▸ Directions: The entries follow. Copy every line in which "ErrorResponse" appears.

Stored data
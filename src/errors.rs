use axum::http::StatusCode;
use axum::response::{IntoResponse, Response};
use serde::Serialize;
use utoipa::ToSchema;

/// Standard error response body.
#[derive(Debug, Serialize, ToSchema)]
pub struct ErrorResponse {
    /// Human-readable error message
    pub error: String,
}

#[derive(Debug, thiserror::Error)]
pub enum AppError {
    #[error("Not found: {0}")]
    NotFound(String),

    #[error("Validation error: {0}")]
    Validation(String),

    #[error("Weather provider error: {0}")]
    Provider(String),

    #[error("Internal error: {0}")]
    Internal(String),

    #[error("Database error: {0}")]
    Database(#[from] sqlx::Error),
}

impl IntoResponse for AppError {
    fn into_response(self) -> Response {
        let (status, message) = match &self {
            AppError::NotFound(msg) => (StatusCode::NOT_FOUND, msg.clone()),
            AppError::Validation(msg) => (StatusCode::BAD_REQUEST, msg.clone()),
            AppError::Provider(msg) => (StatusCode::BAD_GATEWAY, msg.clone()),
            AppError::Internal(msg) => (StatusCode::INTERNAL_SERVER_ERROR, msg.clone()),
            AppError::Database(err) => {
                tracing::error!("Database error: {:?}", err);
                (
                    StatusCode::INTERNAL_SERVER_ERROR,
                    "Internal database error".to_string(),
                )
            }
        };

        (status, axum::Json(ErrorResponse { error: message })).into_response()
    }
}

impl AppError {
    /// Map a failed insert/update to a friendlier message when the cause is a
    /// unique-constraint violation (e.g. duplicate email).
    pub fn from_constraint(err: sqlx::Error, duplicate_message: &str) -> Self {
        match &err {
            sqlx::Error::Database(db_err) if db_err.is_unique_violation() => {
                AppError::Validation(duplicate_message.to_string())
            }
            _ => AppError::Database(err),
        }
    }
}
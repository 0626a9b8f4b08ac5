pub mod health;
pub mod outfits;
pub mod suggestions;
pub mod trends;
pub mod users;
pub mod wardrobe;
pub mod weather;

▸ Response below:
pub struct ErrorResponse {
        (status, axum::Json(ErrorResponse { error: message })).into_response()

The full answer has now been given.